Task description: Whichever lines include the word "that", copy them as they appear in the data.

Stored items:
--- --- ---
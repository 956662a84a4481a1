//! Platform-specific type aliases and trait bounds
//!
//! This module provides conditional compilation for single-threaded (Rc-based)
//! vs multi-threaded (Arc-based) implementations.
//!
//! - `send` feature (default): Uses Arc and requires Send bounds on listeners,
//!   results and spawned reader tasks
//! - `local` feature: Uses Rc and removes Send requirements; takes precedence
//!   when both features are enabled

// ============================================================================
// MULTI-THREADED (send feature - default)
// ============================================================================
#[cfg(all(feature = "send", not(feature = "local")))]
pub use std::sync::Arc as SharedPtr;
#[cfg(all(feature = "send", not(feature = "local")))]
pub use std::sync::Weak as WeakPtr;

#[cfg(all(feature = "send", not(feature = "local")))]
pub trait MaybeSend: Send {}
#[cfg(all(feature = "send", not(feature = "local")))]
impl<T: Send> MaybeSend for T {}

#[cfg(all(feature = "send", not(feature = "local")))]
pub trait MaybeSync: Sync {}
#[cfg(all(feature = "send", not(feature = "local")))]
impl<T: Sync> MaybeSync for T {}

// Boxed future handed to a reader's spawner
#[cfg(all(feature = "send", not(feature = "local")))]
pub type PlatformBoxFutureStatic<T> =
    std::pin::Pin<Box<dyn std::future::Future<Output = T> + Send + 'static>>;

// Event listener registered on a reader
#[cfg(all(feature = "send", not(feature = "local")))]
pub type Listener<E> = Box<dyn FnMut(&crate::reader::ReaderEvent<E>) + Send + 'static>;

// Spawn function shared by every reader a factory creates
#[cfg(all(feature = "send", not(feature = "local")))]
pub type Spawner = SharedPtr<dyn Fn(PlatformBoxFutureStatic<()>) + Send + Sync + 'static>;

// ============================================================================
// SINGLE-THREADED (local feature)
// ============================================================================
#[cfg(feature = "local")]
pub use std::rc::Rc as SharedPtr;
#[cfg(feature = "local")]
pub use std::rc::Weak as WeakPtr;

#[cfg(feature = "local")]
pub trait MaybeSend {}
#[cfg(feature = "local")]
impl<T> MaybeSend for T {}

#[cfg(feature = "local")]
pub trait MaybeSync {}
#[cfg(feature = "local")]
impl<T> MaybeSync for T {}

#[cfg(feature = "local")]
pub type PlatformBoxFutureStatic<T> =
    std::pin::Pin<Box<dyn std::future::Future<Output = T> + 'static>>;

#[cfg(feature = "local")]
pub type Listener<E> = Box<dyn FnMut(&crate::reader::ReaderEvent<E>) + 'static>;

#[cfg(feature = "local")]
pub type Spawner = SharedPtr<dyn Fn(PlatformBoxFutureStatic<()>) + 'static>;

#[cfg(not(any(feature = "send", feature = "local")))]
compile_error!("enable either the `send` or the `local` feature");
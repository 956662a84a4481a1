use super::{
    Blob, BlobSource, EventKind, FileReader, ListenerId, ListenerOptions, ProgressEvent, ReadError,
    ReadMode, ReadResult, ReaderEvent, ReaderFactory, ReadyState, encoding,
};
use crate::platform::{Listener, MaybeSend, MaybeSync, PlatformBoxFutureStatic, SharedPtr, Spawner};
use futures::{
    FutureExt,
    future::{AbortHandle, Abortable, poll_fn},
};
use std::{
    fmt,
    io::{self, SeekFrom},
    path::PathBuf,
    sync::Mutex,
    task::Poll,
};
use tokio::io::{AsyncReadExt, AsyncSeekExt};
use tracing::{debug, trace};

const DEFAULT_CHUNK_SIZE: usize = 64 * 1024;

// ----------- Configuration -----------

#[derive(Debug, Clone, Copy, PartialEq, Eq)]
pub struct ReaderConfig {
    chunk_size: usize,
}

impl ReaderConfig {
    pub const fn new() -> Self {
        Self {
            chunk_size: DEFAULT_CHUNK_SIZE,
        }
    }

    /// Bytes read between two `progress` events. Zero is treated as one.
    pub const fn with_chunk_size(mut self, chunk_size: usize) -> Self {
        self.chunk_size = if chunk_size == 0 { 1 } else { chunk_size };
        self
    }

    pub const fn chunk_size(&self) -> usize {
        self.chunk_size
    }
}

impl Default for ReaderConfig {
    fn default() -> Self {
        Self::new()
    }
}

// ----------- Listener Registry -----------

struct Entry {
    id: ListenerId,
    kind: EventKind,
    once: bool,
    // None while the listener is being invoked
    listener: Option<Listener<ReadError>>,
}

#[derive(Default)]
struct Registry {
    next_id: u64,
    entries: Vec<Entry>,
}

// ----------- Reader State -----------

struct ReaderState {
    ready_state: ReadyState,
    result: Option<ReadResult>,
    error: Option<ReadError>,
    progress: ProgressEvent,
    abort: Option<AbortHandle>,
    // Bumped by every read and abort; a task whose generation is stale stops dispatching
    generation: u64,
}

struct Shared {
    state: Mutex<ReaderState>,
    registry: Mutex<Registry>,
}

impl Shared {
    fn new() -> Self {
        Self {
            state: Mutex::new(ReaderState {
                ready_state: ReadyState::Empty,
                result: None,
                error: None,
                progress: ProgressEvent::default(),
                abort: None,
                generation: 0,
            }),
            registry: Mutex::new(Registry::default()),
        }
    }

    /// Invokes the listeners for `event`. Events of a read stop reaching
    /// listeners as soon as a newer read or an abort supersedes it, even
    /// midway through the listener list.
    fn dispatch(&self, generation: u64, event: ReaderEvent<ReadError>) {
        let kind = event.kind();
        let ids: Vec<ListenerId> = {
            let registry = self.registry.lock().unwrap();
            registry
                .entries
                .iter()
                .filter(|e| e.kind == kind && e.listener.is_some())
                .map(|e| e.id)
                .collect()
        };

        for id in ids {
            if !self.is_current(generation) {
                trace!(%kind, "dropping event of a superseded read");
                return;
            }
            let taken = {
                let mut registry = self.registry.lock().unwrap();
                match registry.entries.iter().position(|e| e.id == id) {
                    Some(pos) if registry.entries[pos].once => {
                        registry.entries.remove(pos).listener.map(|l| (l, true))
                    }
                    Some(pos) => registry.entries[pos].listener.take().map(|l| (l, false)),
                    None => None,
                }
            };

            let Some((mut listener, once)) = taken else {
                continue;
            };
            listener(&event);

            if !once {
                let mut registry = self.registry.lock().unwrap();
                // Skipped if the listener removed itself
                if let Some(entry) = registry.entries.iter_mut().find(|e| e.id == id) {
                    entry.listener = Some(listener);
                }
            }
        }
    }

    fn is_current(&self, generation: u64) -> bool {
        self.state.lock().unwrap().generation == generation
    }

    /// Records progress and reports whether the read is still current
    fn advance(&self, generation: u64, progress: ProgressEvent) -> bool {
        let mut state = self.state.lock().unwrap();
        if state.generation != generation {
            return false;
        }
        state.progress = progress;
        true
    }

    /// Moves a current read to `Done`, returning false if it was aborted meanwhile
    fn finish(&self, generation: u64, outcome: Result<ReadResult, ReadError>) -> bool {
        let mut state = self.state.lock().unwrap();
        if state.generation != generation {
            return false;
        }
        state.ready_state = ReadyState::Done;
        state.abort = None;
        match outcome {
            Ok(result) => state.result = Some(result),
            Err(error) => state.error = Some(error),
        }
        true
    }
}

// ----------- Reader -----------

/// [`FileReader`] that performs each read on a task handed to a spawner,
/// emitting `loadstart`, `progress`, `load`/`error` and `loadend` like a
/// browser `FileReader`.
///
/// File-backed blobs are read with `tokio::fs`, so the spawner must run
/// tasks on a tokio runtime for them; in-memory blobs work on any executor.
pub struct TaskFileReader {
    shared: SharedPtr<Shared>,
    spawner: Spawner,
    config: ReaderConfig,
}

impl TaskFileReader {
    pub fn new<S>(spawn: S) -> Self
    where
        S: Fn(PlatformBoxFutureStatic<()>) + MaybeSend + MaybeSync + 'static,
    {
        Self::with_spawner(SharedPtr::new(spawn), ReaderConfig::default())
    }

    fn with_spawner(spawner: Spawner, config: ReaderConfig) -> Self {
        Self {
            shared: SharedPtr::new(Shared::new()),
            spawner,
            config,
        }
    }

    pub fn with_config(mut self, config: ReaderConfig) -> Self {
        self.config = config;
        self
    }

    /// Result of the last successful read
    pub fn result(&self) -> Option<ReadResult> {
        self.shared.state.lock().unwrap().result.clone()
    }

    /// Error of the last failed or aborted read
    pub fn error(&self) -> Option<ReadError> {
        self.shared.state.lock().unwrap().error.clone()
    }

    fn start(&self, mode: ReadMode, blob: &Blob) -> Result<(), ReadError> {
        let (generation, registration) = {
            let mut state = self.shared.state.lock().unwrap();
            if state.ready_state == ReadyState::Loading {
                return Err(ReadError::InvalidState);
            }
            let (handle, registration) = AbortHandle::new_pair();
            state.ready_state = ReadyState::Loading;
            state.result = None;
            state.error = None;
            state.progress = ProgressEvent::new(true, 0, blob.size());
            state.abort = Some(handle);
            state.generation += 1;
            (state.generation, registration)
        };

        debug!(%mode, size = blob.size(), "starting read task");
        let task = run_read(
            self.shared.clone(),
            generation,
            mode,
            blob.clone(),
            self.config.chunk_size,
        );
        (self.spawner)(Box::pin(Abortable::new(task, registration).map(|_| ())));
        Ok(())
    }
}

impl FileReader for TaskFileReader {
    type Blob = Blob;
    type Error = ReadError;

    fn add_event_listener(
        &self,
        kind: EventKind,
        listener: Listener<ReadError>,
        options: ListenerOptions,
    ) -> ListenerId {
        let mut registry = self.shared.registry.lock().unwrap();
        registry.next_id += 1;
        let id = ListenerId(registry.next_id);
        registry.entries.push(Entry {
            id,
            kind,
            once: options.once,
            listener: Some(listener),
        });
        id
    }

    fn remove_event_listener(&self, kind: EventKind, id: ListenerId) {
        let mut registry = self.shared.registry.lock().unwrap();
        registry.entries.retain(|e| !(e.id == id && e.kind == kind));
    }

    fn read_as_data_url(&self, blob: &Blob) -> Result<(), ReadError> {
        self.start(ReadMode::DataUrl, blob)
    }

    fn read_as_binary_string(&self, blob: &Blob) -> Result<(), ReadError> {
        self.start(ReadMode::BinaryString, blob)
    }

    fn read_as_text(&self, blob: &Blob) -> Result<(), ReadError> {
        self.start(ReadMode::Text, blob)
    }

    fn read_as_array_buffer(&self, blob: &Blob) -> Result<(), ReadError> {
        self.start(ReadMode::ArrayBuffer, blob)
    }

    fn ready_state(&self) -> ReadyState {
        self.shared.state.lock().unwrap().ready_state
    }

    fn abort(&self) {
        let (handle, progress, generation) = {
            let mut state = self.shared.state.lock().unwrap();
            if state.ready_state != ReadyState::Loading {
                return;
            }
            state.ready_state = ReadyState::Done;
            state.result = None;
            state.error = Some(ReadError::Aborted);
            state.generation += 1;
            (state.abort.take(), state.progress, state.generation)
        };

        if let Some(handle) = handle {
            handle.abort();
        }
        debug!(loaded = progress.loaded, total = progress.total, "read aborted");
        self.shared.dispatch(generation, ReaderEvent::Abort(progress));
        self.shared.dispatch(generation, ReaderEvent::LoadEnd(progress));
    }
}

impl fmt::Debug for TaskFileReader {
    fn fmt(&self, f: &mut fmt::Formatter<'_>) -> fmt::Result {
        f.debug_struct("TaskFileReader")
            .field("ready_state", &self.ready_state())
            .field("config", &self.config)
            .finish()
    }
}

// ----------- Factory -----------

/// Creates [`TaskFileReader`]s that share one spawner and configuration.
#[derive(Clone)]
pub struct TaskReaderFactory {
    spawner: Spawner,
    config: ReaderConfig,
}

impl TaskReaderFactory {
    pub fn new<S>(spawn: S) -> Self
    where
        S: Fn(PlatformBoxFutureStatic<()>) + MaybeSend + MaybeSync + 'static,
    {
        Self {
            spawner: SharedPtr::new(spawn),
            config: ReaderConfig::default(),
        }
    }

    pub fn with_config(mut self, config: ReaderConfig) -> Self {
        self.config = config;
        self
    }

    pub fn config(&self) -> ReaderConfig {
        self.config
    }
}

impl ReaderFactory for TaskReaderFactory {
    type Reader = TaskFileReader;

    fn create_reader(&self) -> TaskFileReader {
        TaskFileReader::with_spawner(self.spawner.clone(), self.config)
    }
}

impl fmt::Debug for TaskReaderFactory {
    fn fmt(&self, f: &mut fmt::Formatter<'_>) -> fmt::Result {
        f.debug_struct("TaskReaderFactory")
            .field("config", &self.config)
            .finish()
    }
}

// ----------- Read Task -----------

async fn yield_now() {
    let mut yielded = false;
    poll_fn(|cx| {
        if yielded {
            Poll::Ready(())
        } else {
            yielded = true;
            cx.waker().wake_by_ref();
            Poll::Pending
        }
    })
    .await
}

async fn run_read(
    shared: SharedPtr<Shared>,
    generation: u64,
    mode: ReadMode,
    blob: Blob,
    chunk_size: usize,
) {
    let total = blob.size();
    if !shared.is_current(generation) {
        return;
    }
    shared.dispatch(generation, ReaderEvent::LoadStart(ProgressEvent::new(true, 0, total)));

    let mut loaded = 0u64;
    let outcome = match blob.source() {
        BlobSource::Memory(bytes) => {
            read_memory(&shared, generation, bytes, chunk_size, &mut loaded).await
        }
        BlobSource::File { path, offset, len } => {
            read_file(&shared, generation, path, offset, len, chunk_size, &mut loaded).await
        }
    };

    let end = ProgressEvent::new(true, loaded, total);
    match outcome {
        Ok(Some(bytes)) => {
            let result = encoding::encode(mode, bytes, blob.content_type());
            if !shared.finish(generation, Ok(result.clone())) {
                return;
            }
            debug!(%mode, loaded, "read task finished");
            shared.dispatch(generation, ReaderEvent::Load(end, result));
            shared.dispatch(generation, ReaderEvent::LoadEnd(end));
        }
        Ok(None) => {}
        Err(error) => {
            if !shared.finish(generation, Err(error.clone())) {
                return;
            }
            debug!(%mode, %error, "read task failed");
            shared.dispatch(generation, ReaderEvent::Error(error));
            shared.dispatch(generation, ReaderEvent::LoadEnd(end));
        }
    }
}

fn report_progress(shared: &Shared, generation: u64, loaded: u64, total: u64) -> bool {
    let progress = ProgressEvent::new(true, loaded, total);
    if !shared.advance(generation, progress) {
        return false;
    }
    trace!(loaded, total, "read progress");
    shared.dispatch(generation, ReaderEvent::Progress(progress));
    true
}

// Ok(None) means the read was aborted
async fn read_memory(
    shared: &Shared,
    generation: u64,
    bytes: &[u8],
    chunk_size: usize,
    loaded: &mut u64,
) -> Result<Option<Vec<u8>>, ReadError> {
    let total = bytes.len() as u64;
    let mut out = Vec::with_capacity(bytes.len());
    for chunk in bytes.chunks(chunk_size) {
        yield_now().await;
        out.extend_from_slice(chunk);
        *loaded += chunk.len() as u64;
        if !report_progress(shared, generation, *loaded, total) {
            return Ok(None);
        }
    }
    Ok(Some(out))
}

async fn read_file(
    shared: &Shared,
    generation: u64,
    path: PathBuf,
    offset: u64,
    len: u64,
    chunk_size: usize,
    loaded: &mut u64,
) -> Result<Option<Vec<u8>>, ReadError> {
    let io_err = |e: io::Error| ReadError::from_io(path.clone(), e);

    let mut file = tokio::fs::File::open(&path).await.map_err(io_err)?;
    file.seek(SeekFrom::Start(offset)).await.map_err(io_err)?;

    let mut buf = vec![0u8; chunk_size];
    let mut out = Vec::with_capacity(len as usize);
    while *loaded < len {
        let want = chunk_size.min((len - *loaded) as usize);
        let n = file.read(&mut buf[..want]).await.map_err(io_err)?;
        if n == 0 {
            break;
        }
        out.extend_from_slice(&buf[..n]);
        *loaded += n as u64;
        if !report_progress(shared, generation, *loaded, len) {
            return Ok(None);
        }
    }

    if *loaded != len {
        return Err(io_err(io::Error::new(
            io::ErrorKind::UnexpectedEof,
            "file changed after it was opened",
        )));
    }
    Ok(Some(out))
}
--- --- ---
Task answer:
/// [`FileReader`] that performs each read on a task handed to a spawner,
/// Creates [`TaskFileReader`]s that share one spawner and configuration.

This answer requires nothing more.